McCreery was educated at Eton College (1955–60) and New College, Oxford (1961–64), where he read Philosophy and Psychology.

Since 1964 he has collaborated with Celia Green on a series of studies of hallucinatory experiences in ostensibly normal people, including studies of out-of-body experiences, in which people seem to perceive their own physical body ‘from outside’. From 1987 to 2000 he also collaborated with the Oxford psychologist Gordon Claridge on work on the theoretical construct of schizotypy.

In 1993 he was awarded a doctorate by the University of Oxford for work relating out-of-body experiences to schizotypy.

From 1996 to 2000 McCreery was Lecturer in Experimental Psychology at Magdalen College, Oxford.

Since 1998 he has been a Research Director at Oxford Forum.

McCreery is also a composer, having published "Fourteen Tolkien Songs for Children's Voices". In 1996 his "Elegy for violin and piano" was shortlisted for the Match Composition Prize.

== Research ==
The three main areas of McCreery's work with Celia Green have been the types of hallucinatory experience known as lucid dreams (dreams in which the subject is aware that he or she is dreaming), out-of-body experiences, and apparitional experiences.

McCreery was the co-author with Celia Green of a book entitled Apparitions (1975). According to a survey they conducted most apparitions appear visually within three metres of the person, and the experience is usually short, lasting less than a minute in many cases.
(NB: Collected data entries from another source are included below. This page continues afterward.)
//! Core types and data structures for the reconciliation engine

use bigdecimal::{BigDecimal, RoundingMode};
use chrono::{NaiveDate, NaiveDateTime, NaiveTime};
use serde::{Deserialize, Serialize};
use std::collections::HashMap;
use std::fmt;

/// A raw input row as delivered by the ingestion shell: column name to cell
/// text. Parsing of the delimited files themselves happens outside the core.
pub type RawRow = HashMap<String, String>;

/// Column headers of the two export formats.
///
/// The warehouse export carries English headers, the settlement export the
/// provider's Swedish ones. These are the names the normalizer looks up in
/// each [`RawRow`].
pub mod columns {
    /// WGR: order identifier, the join key.
    pub const WGR_ORDER_ID: &str = "Order ID";
    /// WGR: order total excluding VAT.
    pub const WGR_AMOUNT_EXCL_VAT: &str = "Total amount excl. VAT";
    /// WGR: order VAT total.
    pub const WGR_VAT_AMOUNT: &str = "Total VAT";
    /// WGR: unit price excluding VAT (fallback input).
    pub const WGR_UNIT_PRICE_EXCL_VAT: &str = "Price excl. VAT";
    /// WGR: average VAT rate in percent, the summary grouping key.
    pub const WGR_VAT_RATE_PCT: &str = "Average VAT rate (%)";
    /// WGR: order placement time.
    pub const WGR_ORDER_TIME: &str = "Order time";
    /// WGR: payment method marker; only checkout-provider rows reconcile.
    pub const WGR_PAYMENT_METHOD: &str = "Payment method";

    /// QLIRO: store order number, prefixed with the warehouse system token.
    pub const QLIRO_ORDER_ID: &str = "Butiksordernummer";
    /// QLIRO: settled amount.
    pub const QLIRO_AMOUNT: &str = "Belopp";
    /// QLIRO: settlement status, passed through.
    pub const QLIRO_SETTLEMENT_STATUS: &str = "Avräkningsstatus";
    /// QLIRO: settlement date.
    pub const QLIRO_SETTLEMENT_DATE: &str = "Avräkningsdatum";
    /// QLIRO: transaction end date, passed through.
    pub const QLIRO_TRANSACTION_END_DATE: &str = "Transaktionsslutdatum";
    /// QLIRO: payment transaction reference, passed through.
    pub const QLIRO_PAYMENT_TRANSACTION_REF: &str = "Betalning transaktionsreferens";
}

/// Which input ledger a value or error refers to.
#[derive(Debug, Clone, Copy, PartialEq, Eq, Hash, Serialize, Deserialize)]
pub enum Side {
    /// The warehouse/order-management export.
    Wgr,
    /// The payment-settlement provider export.
    Qliro,
}

impl fmt::Display for Side {
    fn fmt(&self, f: &mut fmt::Formatter<'_>) -> fmt::Result {
        match self {
            Side::Wgr => write!(f, "WGR"),
            Side::Qliro => write!(f, "QLIRO"),
        }
    }
}

/// Decimal scale every reconciled amount is rounded to.
pub const AMOUNT_SCALE: i64 = 2;

/// A monetary quantity that either carried a parseable number or failed
/// coercion.
///
/// Non-numeric cells degrade to [`Amount::Invalid`] instead of aborting the
/// batch; any comparison involving an invalid value classifies as a mismatch
/// downstream. An invalid amount is never treated as zero.
#[derive(Debug, Clone, PartialEq, Serialize, Deserialize)]
pub enum Amount {
    /// A successfully coerced decimal value.
    Value(BigDecimal),
    /// A cell that could not be coerced to a number.
    Invalid,
}

impl Amount {
    /// Coerce raw cell text to an amount. Blank or non-numeric text yields
    /// [`Amount::Invalid`].
    pub fn parse(raw: &str) -> Self {
        match raw.trim().parse::<BigDecimal>() {
            Ok(value) => Amount::Value(value),
            Err(_) => Amount::Invalid,
        }
    }

    /// The contained value, if any.
    pub fn as_value(&self) -> Option<&BigDecimal> {
        match self {
            Amount::Value(value) => Some(value),
            Amount::Invalid => None,
        }
    }

    /// Whether coercion failed for this amount.
    pub fn is_invalid(&self) -> bool {
        matches!(self, Amount::Invalid)
    }

    /// Round to [`AMOUNT_SCALE`] decimal places, half-even. Invalid stays
    /// invalid.
    pub fn rounded(&self) -> Self {
        match self {
            Amount::Value(value) => {
                Amount::Value(value.with_scale_round(AMOUNT_SCALE, RoundingMode::HalfEven))
            }
            Amount::Invalid => Amount::Invalid,
        }
    }

    /// Signed difference `self - other`. Invalid on either side propagates.
    pub fn sub(&self, other: &Amount) -> Self {
        match (self, other) {
            (Amount::Value(lhs), Amount::Value(rhs)) => Amount::Value(lhs - rhs),
            _ => Amount::Invalid,
        }
    }
}

impl From<BigDecimal> for Amount {
    fn from(value: BigDecimal) -> Self {
        Amount::Value(value)
    }
}

/// One normalized warehouse order line.
///
/// Only rows whose payment method equals the checkout-provider marker make it
/// this far; everything else is filtered out by the normalizer.
#[derive(Debug, Clone, PartialEq, Serialize, Deserialize)]
pub struct OrderRecord {
    /// Canonical join key.
    pub order_id: String,
    /// Order total excluding VAT.
    pub amount_excl_vat: Amount,
    /// Order VAT total.
    pub vat_amount: Amount,
    /// Unit price excluding VAT.
    pub unit_price_excl_vat: Amount,
    /// Average VAT rate in percent; absent rates are preserved as `None`.
    pub vat_rate_pct: Option<BigDecimal>,
    /// Order placement time, if parseable.
    pub order_time: Option<NaiveDateTime>,
    /// Derived paid total: `amount_excl_vat + vat_amount`, or the unit-price
    /// fallback when that sum is exactly zero.
    pub total_paid: Amount,
}

/// One normalized settlement transaction.
#[derive(Debug, Clone, PartialEq, Serialize, Deserialize)]
pub struct SettlementRecord {
    /// Canonical join key, warehouse prefix already stripped.
    pub order_id: String,
    /// Settled amount.
    pub amount: Amount,
    /// Settlement status, informational pass-through.
    pub settlement_status: String,
    /// Settlement date, if parseable.
    pub settlement_date: Option<NaiveDateTime>,
    /// Transaction end date, if parseable.
    pub transaction_end_date: Option<NaiveDateTime>,
    /// Opaque payment transaction reference, pass-through.
    pub payment_transaction_ref: String,
}

/// One order joined to one settlement on the canonical order id, before the
/// reconciler has computed the difference fields.
#[derive(Debug, Clone, PartialEq, Serialize, Deserialize)]
pub struct MatchedPair {
    pub order: OrderRecord,
    pub settlement: SettlementRecord,
}

/// A fully reconciled order/settlement pair.
///
/// Carries every field from both sides minus the duplicate join key, plus the
/// rounded amounts and the mismatch verdict.
#[derive(Debug, Clone, PartialEq, Serialize, Deserialize)]
pub struct ReconciledRecord {
    pub order_id: String,
    pub amount_excl_vat: Amount,
    pub vat_amount: Amount,
    pub unit_price_excl_vat: Amount,
    pub vat_rate_pct: Option<BigDecimal>,
    pub order_time: Option<NaiveDateTime>,
    /// Paid total rounded to [`AMOUNT_SCALE`] decimal places.
    pub total_paid: Amount,
    /// Settled amount rounded to [`AMOUNT_SCALE`] decimal places.
    pub settled_amount: Amount,
    pub settlement_status: String,
    pub settlement_date: Option<NaiveDateTime>,
    pub transaction_end_date: Option<NaiveDateTime>,
    pub payment_transaction_ref: String,
    /// `total_paid - settled_amount`, rounded again after the subtraction.
    /// Invalid when either source amount failed coercion.
    pub amount_difference: Amount,
    /// True when the absolute difference exceeds the fixed tolerance, or when
    /// either amount is invalid.
    pub is_mismatch: bool,
}

impl ReconciledRecord {
    /// The timestamp driving period classification for the given selector.
    pub fn date_value(&self, field: DateField) -> Option<NaiveDateTime> {
        match field {
            DateField::SettlementDate => self.settlement_date,
            DateField::OrderTime => self.order_time,
        }
    }
}

/// Which timestamp field drives period classification.
#[derive(Debug, Clone, Copy, PartialEq, Eq, Hash, Serialize, Deserialize)]
pub enum DateField {
    /// Classify on the settlement date.
    SettlementDate,
    /// Classify on the order placement time.
    OrderTime,
}

/// An inclusive calendar date range. Both bounds compare at start of day.
#[derive(Debug, Clone, Copy, PartialEq, Eq, Serialize, Deserialize)]
pub struct ReportingPeriod {
    start: NaiveDate,
    end: NaiveDate,
}

impl ReportingPeriod {
    /// Create a period, rejecting ranges where `start > end`.
    pub fn new(start: NaiveDate, end: NaiveDate) -> ReconResult<Self> {
        if start > end {
            return Err(ReconError::InvalidRange { start, end });
        }
        Ok(Self { start, end })
    }

    pub fn start(&self) -> NaiveDate {
        self.start
    }

    pub fn end(&self) -> NaiveDate {
        self.end
    }

    /// Lower bound at 00:00:00.
    pub fn start_bound(&self) -> NaiveDateTime {
        self.start.and_time(NaiveTime::MIN)
    }

    /// Upper bound at 00:00:00. A timestamp later on the end date itself is
    /// already past the period.
    pub fn end_bound(&self) -> NaiveDateTime {
        self.end.and_time(NaiveTime::MIN)
    }

    /// Whether a timestamp falls inside the inclusive bounds.
    pub fn contains(&self, ts: NaiveDateTime) -> bool {
        ts >= self.start_bound() && ts <= self.end_bound()
    }
}

/// Matched records grouped by period bucket.
///
/// `before_period`, `in_period` and `ahead_of_period` partition the records of
/// `all_matched` whose selected date was present; records with a missing or
/// unparseable date stay in `all_matched` only. Unmatched rows from either
/// input never reach a result set, a known limitation of the engine (see
/// [`crate::engine::matching::match_records`]).
#[derive(Debug, Clone, PartialEq, Default, Serialize, Deserialize)]
pub struct ResultSet {
    /// Every reconciled record, no temporal filter.
    pub all_matched: Vec<ReconciledRecord>,
    /// Records strictly before the period start.
    pub before_period: Vec<ReconciledRecord>,
    /// Records within the inclusive period bounds.
    pub in_period: Vec<ReconciledRecord>,
    /// Records strictly after the period end.
    pub ahead_of_period: Vec<ReconciledRecord>,
}

impl ResultSet {
    /// True when nothing matched at all.
    pub fn is_empty(&self) -> bool {
        self.all_matched.is_empty()
    }

    /// Earliest and latest value of the selected date field across all
    /// matched records, ignoring records where it is absent.
    pub fn date_span(&self, field: DateField) -> Option<(NaiveDateTime, NaiveDateTime)> {
        let mut dates = self
            .all_matched
            .iter()
            .filter_map(|record| record.date_value(field));
        let first = dates.next()?;
        let (min, max) = dates.fold((first, first), |(min, max), ts| (min.min(ts), max.max(ts)));
        Some((min, max))
    }
}

/// Errors that can occur during reconciliation
#[derive(Debug, thiserror::Error)]
pub enum ReconError {
    /// A required column is absent from an input dataset.
    #[error("{side} dataset is missing required column '{column}'")]
    Schema { side: Side, column: String },
    /// The reporting period start is after its end.
    #[error("invalid reporting period: start {start} is after end {end}")]
    InvalidRange { start: NaiveDate, end: NaiveDate },
}

/// Result type for reconciliation operations
pub type ReconResult<T> = Result<T, ReconError>;

#[cfg(test)]
mod tests {
    use super::*;
    use std::str::FromStr;

    #[test]
    fn test_parse_coerces_bad_cells_to_invalid() {
        assert_eq!(
            Amount::parse("100.50"),
            Amount::Value(BigDecimal::from_str("100.50").unwrap())
        );
        assert_eq!(Amount::parse(" 42 "), Amount::Value(BigDecimal::from(42)));
        assert_eq!(Amount::parse(""), Amount::Invalid);
        assert_eq!(Amount::parse("N/A"), Amount::Invalid);
    }

    #[test]
    fn test_invalid_propagates_through_subtraction() {
        let value = Amount::Value(BigDecimal::from(10));
        assert_eq!(value.sub(&Amount::Invalid), Amount::Invalid);
        assert_eq!(Amount::Invalid.sub(&value), Amount::Invalid);
        assert_eq!(
            value.sub(&Amount::Value(BigDecimal::from(4))),
            Amount::Value(BigDecimal::from(6))
        );
    }

    #[test]
    fn test_rounding_is_idempotent() {
        let once = Amount::parse("100.005").rounded();
        assert_eq!(once, once.rounded());
    }

    #[test]
    fn test_period_rejects_inverted_range() {
        let start = NaiveDate::from_ymd_opt(2024, 3, 31).unwrap();
        let end = NaiveDate::from_ymd_opt(2024, 3, 1).unwrap();
        let err = ReportingPeriod::new(start, end).unwrap_err();
        assert!(matches!(err, ReconError::InvalidRange { .. }));
    }

    #[test]
    fn test_period_bounds_are_start_of_day_inclusive() {
        let period = ReportingPeriod::new(
            NaiveDate::from_ymd_opt(2024, 3, 1).unwrap(),
            NaiveDate::from_ymd_opt(2024, 3, 31).unwrap(),
        )
        .unwrap();

        assert!(period.contains(period.start_bound()));
        assert!(period.contains(period.end_bound()));
        // Later the same day as the end bound is already outside.
        let end_noon = NaiveDate::from_ymd_opt(2024, 3, 31)
            .unwrap()
            .and_hms_opt(12, 0, 0)
            .unwrap();
        assert!(!period.contains(end_noon));
    }
}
They put forward the hypothesis that not only was the figure of the apparition hallucinatory, but the rest of the field of perception at the time as well.
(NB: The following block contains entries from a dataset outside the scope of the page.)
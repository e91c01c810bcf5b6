//! Authentication handlers

use axum::{
    extract::{Extension, Json, Path, Query},
    response::Redirect,
};
use axum_extra::extract::cookie::CookieJar;
use serde::Deserialize;
use std::sync::Arc;
use tracing::{error, info, warn};

use super::cookies::{OAUTH_STATE_COOKIE, REFRESH_TOKEN_COOKIE};
use super::csrf;
use super::extractors::AuthedUser;
use super::federation;
use super::models::{FederatedIdentity, Provider};
use super::tokens::KeyClass;
use crate::common::{safe_email_log, safe_token_log, ApiError, AppState};

/// Reasons a browser login ends on the client's login page. Only the code
/// reaches the browser.
#[derive(Debug, Clone, Copy, PartialEq, Eq)]
pub enum LoginFailure {
    ProviderUnavailable,
    ProviderDenied,
    InvalidState,
    ProviderError,
    MalformedProfile,
    ServerError,
}

impl LoginFailure {
    pub fn code(&self) -> &'static str {
        match self {
            LoginFailure::ProviderUnavailable => "provider_unavailable",
            LoginFailure::ProviderDenied => "provider_denied",
            LoginFailure::InvalidState => "invalid_state",
            LoginFailure::ProviderError => "provider_error",
            LoginFailure::MalformedProfile => "malformed_profile",
            LoginFailure::ServerError => "server_error",
        }
    }
}

#[derive(Debug, Deserialize)]
pub struct CallbackQuery {
    pub code: Option<String>,
    pub state: Option<String>,
    pub error: Option<String>,
}

fn federated_provider(raw: &str) -> Option<Provider> {
    raw.parse::<Provider>()
        .ok()
        .filter(|p| *p != Provider::Local)
}

fn failure_redirect(state: &AppState, failure: LoginFailure) -> Redirect {
    Redirect::to(&state.config.login_failure_url(failure.code()))
}

/// GET /auth/{provider}
/// Starts federated login by redirecting to the provider's consent screen
pub async fn oauth_start(
    Extension(state): Extension<Arc<AppState>>,
    Path(provider): Path<String>,
    jar: CookieJar,
) -> (CookieJar, Redirect) {
    let Some(provider) = federated_provider(&provider).filter(|p| state.oauth.is_enabled(*p)) else {
        warn!(provider = %provider, "Login requested for unavailable provider");
        return (jar, failure_redirect(&state, LoginFailure::ProviderUnavailable));
    };

    let oauth_state = csrf::issue();
    let redirect_uri = state.config.callback_url(provider);

    match state.oauth.authorization_url(provider, &oauth_state, &redirect_uri) {
        Ok(auth_url) => {
            info!(provider = %provider, "Redirecting to OAuth consent screen");
            let jar = state.cookies.set_oauth_state(jar, &oauth_state);
            (jar, Redirect::to(&auth_url))
        }
        Err(e) => {
            error!(error = %e, provider = %provider, "Failed to build OAuth URL");
            (jar, failure_redirect(&state, LoginFailure::ServerError))
        }
    }
}

/// GET /auth/{provider}/callback
/// Completes federated login. Always answers with a redirect: session
/// cookies and `?login=success` on success, the login page with an error
/// code otherwise.
pub async fn oauth_callback(
    Extension(state): Extension<Arc<AppState>>,
    Path(provider): Path<String>,
    Query(query): Query<CallbackQuery>,
    jar: CookieJar,
) -> (CookieJar, Redirect) {
    let expected_state = jar.get(OAUTH_STATE_COOKIE).map(|c| c.value().to_string());
    let jar = state.cookies.clear_oauth_state(jar);

    let resolved = resolve_identity(&state, &provider, &query, expected_state.as_deref()).await;
    let identity = match resolved {
        Ok(identity) => identity,
        Err(failure) => {
            warn!(provider = %provider, reason = failure.code(), "Federated login failed");
            return (jar, failure_redirect(&state, failure));
        }
    };

    match sign_in(&state, jar.clone(), &identity).await {
        Ok(result) => result,
        Err(failure) => (jar, failure_redirect(&state, failure)),
    }
}

async fn resolve_identity(
    state: &AppState,
    provider: &str,
    query: &CallbackQuery,
    expected_state: Option<&str>,
) -> Result<FederatedIdentity, LoginFailure> {
    let provider = federated_provider(provider)
        .filter(|p| state.oauth.is_enabled(*p))
        .ok_or(LoginFailure::ProviderUnavailable)?;

    if let Some(error) = &query.error {
        warn!(provider = %provider, oauth_error = %error, "Provider returned error");
        return Err(LoginFailure::ProviderDenied);
    }

    match (query.state.as_deref(), expected_state) {
        (Some(received), Some(expected)) if csrf::verify(Some(expected), Some(received)) => {}
        _ => return Err(LoginFailure::InvalidState),
    }

    let code = query.code.as_deref().ok_or(LoginFailure::ProviderError)?;
    let redirect_uri = state.config.callback_url(provider);

    let raw = state
        .oauth
        .fetch_profile(provider, code, &redirect_uri)
        .await
        .map_err(|e| {
            error!(error = %e, provider = %provider, "OAuth exchange failed");
            LoginFailure::ProviderError
        })?;

    federation::normalize(provider, raw).map_err(|e| {
        warn!(error = %e, "Provider profile could not be normalized");
        LoginFailure::MalformedProfile
    })
}

/// Link the identity to a user and start a session for it.
pub async fn sign_in(
    state: &AppState,
    jar: CookieJar,
    identity: &FederatedIdentity,
) -> Result<(CookieJar, Redirect), LoginFailure> {
    let (user, is_new) = state.linker.link_or_create(identity).await.map_err(|e| {
        error!(
            error = %e,
            email = %safe_email_log(&identity.email),
            provider = %identity.provider,
            "Database error during account linking"
        );
        LoginFailure::ServerError
    })?;

    let issued = state
        .tokens
        .issue_access(&user.id)
        .and_then(|access| Ok((access, state.tokens.issue_refresh(&user.id)?)));
    let (access_token, refresh_token) = issued.map_err(|e| {
        error!(error = %e, user_id = %user.id, "Token signing failed during login");
        LoginFailure::ServerError
    })?;

    info!(
        user_id = %user.id,
        provider = %identity.provider,
        new_user = is_new,
        "User logged in via federated login"
    );

    let jar = state.cookies.set_session(jar, &access_token, &refresh_token);
    Ok((jar, Redirect::to(&state.config.login_success_url())))
}

/// GET /auth/me
/// Returns the current authenticated user
///
/// # Response
/// ```json
/// { "success": true, "user": { ... } }
/// ```
pub async fn me_handler(authed: AuthedUser) -> Json<serde_json::Value> {
    Json(serde_json::json!({
        "success": true,
        "user": authed.user,
    }))
}

/// POST /auth/refresh
/// Mints a new access token from the refresh cookie. The refresh token
/// itself is left untouched.
pub async fn refresh_handler(
    Extension(state): Extension<Arc<AppState>>,
    jar: CookieJar,
) -> Result<(CookieJar, Json<serde_json::Value>), ApiError> {
    let token = match jar.get(REFRESH_TOKEN_COOKIE) {
        Some(cookie) if !cookie.value().is_empty() => cookie.value().to_string(),
        _ => return Err(ApiError::AuthenticationMissing),
    };

    let verified = state
        .tokens
        .verify(&token, KeyClass::Refresh)
        .map_err(|e| {
            warn!(error = %e, token = %safe_token_log(&token), "Refresh token verification failed");
            ApiError::TokenInvalid(KeyClass::Refresh)
        })?;

    let access_token = state
        .tokens
        .issue_access(&verified.subject)
        .map_err(|e| ApiError::InternalServer(e.to_string()))?;

    info!(user_id = %verified.subject, "Access token refreshed");

    let jar = state.cookies.set_access(jar, &access_token);
    Ok((jar, Json(serde_json::json!({ "success": true }))))
}

/// POST /auth/logout
/// Clears the session and CSRF cookies
///
/// Runs behind `require_csrf`: without a `csrfToken` cookie and a matching
/// `x-csrf-token` header the request gets 403 and no cookie is cleared.
pub async fn logout_handler(
    Extension(state): Extension<Arc<AppState>>,
    jar: CookieJar,
) -> (CookieJar, Json<serde_json::Value>) {
    let jar = state.cookies.clear_session(jar);
    let jar = state.cookies.clear_csrf(jar);

    info!("User logout successful");
    (
        jar,
        Json(serde_json::json!({ "message": "Logged out successfully" })),
    )
}

/// GET /auth/csrf-token
/// Issues a new CSRF token and sets the paired cookie
///
/// # Response
/// ```json
/// { "csrfToken": "<hex>" }
/// ```
pub async fn csrf_token_handler(
    Extension(state): Extension<Arc<AppState>>,
    jar: CookieJar,
) -> (CookieJar, Json<serde_json::Value>) {
    let token = csrf::issue();
    let jar = state.cookies.set_csrf(jar, &token);
    (jar, Json(serde_json::json!({ "csrfToken": token })))
}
Green and McCreery proposed the term metachoric experience to denote experiences of this kind, in which the subject's entire field of perception is replaced with a hallucinatory one. This enabled them to relate apparitional experiences to lucid dreams and out-of-body experiences, which they argued also meet this definition.

McCreery later collaborated with Green on a book on lucid dreaming, which discussed further the concept of metachoric experience, and added false awakenings to the category.
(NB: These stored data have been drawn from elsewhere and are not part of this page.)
//! Crockford Base32 ID Generator
//!
//! User ids look like `U_K7NP3XW2QD`: a one-letter prefix and ten characters
//! drawn from the Crockford alphabet, which leaves out I, L, O and U.

use rand::Rng;

const CROCKFORD_ALPHABET: &[u8; 32] = b"0123456789ABCDEFGHJKMNPQRSTVWXYZ";

const USER_PREFIX: &str = "U";
const USER_ID_LENGTH: usize = 10;

fn generate_crockford_string(length: usize) -> String {
    let mut rng = rand::thread_rng();
    (0..length)
        .map(|_| CROCKFORD_ALPHABET[rng.gen_range(0..32)] as char)
        .collect()
}

/// Generate a User ID (U_XXXXXXXXXX)
pub fn generate_user_id() -> String {
    format!("{}_{}", USER_PREFIX, generate_crockford_string(USER_ID_LENGTH))
}

#[cfg(test)]
mod tests {
    use super::*;
    use std::collections::HashSet;

    #[test]
    fn test_user_id_format() {
        let id = generate_user_id();
        assert!(id.starts_with("U_"));
        assert_eq!(id.len(), 12);

        for c in id[2..].chars() {
            assert!(
                CROCKFORD_ALPHABET.contains(&(c as u8)),
                "Character '{}' not in Crockford alphabet",
                c
            );
        }
    }

    #[test]
    fn test_uniqueness() {
        let mut ids = HashSet::new();
        for _ in 0..1000 {
            assert!(ids.insert(generate_user_id()), "Duplicate ID generated");
        }
    }
}
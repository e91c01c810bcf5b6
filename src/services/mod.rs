// src/services/mod.rs
//
// Services that talk to systems outside the process: identity providers
// and outbound mail.

pub mod email;
pub mod oauth;

// Re-export commonly used types for convenience
pub use email::{Notifier, SesNotifier};
pub use oauth::OAuthService;
// src/main.rs
use axum::{
    extract::Extension,
    http::{header, HeaderName, HeaderValue, Method},
    middleware,
    routing::get,
    Router,
};
use dotenv::dotenv;
use reqwest::Client;
use sqlx::sqlite::{SqliteConnectOptions, SqlitePoolOptions};
use std::path::PathBuf;
use std::{net::SocketAddr, str::FromStr, sync::Arc};
use tokio::net::TcpListener;
use tower_http::{cors::CorsLayer, trace::TraceLayer};
use tracing::{info, warn};
use tracing_subscriber::EnvFilter;

// ============================================================================
// MODULE IMPORTS
// ============================================================================

mod auth;
mod common;
mod logging_middleware;
mod services;

// ============================================================================
// COMMON IMPORTS
// ============================================================================

use auth::csrf::CSRF_HEADER;
use common::{AppConfig, AppState};
use services::{Notifier, SesNotifier};

// ============================================================================
// MAIN APPLICATION ENTRY POINT
// ============================================================================

#[tokio::main]
async fn main() -> anyhow::Result<()> {
    dotenv().ok();

    tracing_subscriber::fmt()
        .with_env_filter(
            EnvFilter::try_from_default_env().unwrap_or_else(|_| EnvFilter::new("info")),
        )
        .with_target(false)
        .init();

    // ========================================================================
    // ENVIRONMENT CONFIGURATION
    // ========================================================================

    let config = AppConfig::from_env()?;
    info!(
        environment = ?config.environment,
        client_url = %config.client_url,
        server_url = %config.server_url,
        providers = config.providers.len(),
        "Configuration loaded"
    );
    if !config.is_production() {
        warn!("Development mode: session cookies are sent without Secure");
    }
    if config.providers.is_empty() {
        warn!("No OAuth providers configured, federated login is unavailable");
    }

    // ========================================================================
    // DATABASE SETUP
    // ========================================================================

    if let Some(path_part) = config.database_url.strip_prefix("sqlite://") {
        let path_without_params = path_part.split('?').next().unwrap_or("");
        if !path_without_params.is_empty() && !path_without_params.starts_with(':') {
            let db_path = PathBuf::from(path_without_params);
            if let Some(parent) = db_path.parent() {
                if !parent.as_os_str().is_empty() {
                    tokio::fs::create_dir_all(parent).await?;
                }
            }
        }
    }

    let connect_options =
        SqliteConnectOptions::from_str(&config.database_url)?.create_if_missing(true);
    let pool = SqlitePoolOptions::new()
        .connect_with(connect_options)
        .await?;

    common::migrations::run_migrations(&pool).await?;

    // ========================================================================
    // SERVICE INITIALIZATION
    // ========================================================================

    let http_client = Client::builder().no_proxy().build()?;

    let notifier = SesNotifier::new(config.email.clone(), config.client_url.clone());
    if notifier.is_configured() {
        info!("SesNotifier initialized");
    } else {
        warn!("SES not configured, welcome emails will not be sent");
    }
    let notifier: Arc<dyn Notifier> = Arc::new(notifier);

    // ========================================================================
    // APPLICATION STATE
    // ========================================================================

    let port = config.port;
    let shared = Arc::new(AppState::new(pool, config, http_client, notifier));

    let app = build_router(shared);

    // ========================================================================
    // SERVER STARTUP
    // ========================================================================

    let addr = SocketAddr::from(([0, 0, 0, 0], port));
    info!("Listening on {}", addr);
    let listener = TcpListener::bind(addr).await?;
    axum::serve(listener, app.into_make_service()).await?;

    Ok(())
}

// ============================================================================
// ROUTER COMPOSITION
// ============================================================================

pub fn build_router(state: Arc<AppState>) -> Router {
    let origins: Vec<HeaderValue> = state
        .config
        .allowed_origins()
        .iter()
        .filter_map(|origin| origin.parse().ok())
        .collect();

    let cors = CorsLayer::new()
        .allow_origin(origins)
        .allow_methods([Method::GET, Method::POST, Method::PUT, Method::DELETE])
        .allow_headers([
            header::CONTENT_TYPE,
            header::AUTHORIZATION,
            HeaderName::from_static(CSRF_HEADER),
        ])
        .allow_credentials(true);

    Router::new()
        .route("/", get(liveness))
        .merge(auth::auth_routes())
        .layer(middleware::from_fn(logging_middleware::log_request_response))
        .layer(Extension(state))
        .layer(cors)
        .layer(TraceLayer::new_for_http())
}

async fn liveness() -> &'static str {
    "Server is running!"
}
In addition to books co-authored with Green, McCreery has published two accounts of a proposed theory of psychosis, linking the phenomena of psychosis, such as hallucinations and delusions, to arousability, Stage 1 sleep and dreams. The first of these accounts appeared in a collection of papers edited by Gordon Claridge. A fuller account appeared subsequently as a standalone paper: ‘’Dreams and Psychosis, A New Look at an Old Hypothesis.’’

In 2006 McCreery published a paper on the implications of hallucinatory experiences of the sane for the philosophy of perception. This argues that the phenomena provide empirical support for the theory of representationalism as against that of direct realism.

McCreery has also published a series of online tutorials on statistics for first-year psychology students.

McCreery's most recent book is a study of the psychology of genius, with particular reference to the economic conditions which have favoured the development of genius in the historical past, notably the role of private patronage.

== Books ==
- Science, Philosophy and ESP. Foreword by Professor H.H. Price. London: Faber and Faber, 1967.
- Psychical Phenomena and the Physical World. Foreword by Sir George Joy. London: Hamish Hamilton, 1973.
- Apparitions (with Celia Green). London: Hamish Hamilton, 1975.
- Lucid Dreaming: the Paradox of Consciousness During Sleep (with Celia Green). London: Routledge, 1994.
- The Abolition of Genius. Foreword by Professor Hans Eysenck. Oxford: Oxford Forum, 2012.
- Out-of-the-Body Experiences: Implications for a Theory of Psychosis. Oxford: Oxford Forum, 2023. ISBN 1916090656

== Selected papers ==
- McCreery, C., and Claridge, G., ‘A study of hallucination in normal subjects – I. Self-report data’ (1996). Personality and Individual Differences, 21, 739–747.
- McCreery, C., and Claridge, G., ‘A study of hallucination in normal subjects – II. Electrophysiological data’ (1996). Personality and Individual Differences, 21, 749–758.
- ‘Hallucinations and arousability: pointers to a theory of psychosis’ (1997). In Claridge, G. (ed.): Schizotypy, Implications for Illness and Health. Oxford: Oxford University Press.
- McCreery, C., and Claridge, G., ‘Healthy schizotypy: the case of out-of-the-body experiences’ (2002). Personality and Individual Differences, 32, 141–154.
- ‘Perception and hallucination: the case for continuity’. Philosophical Paper No. 2006-1, Oxford: Oxford Forum.
- ’Dreams and psychosis: a new look at an old hypothesis’. Philosophical Paper No. 2008-1, Oxford: Oxford Forum.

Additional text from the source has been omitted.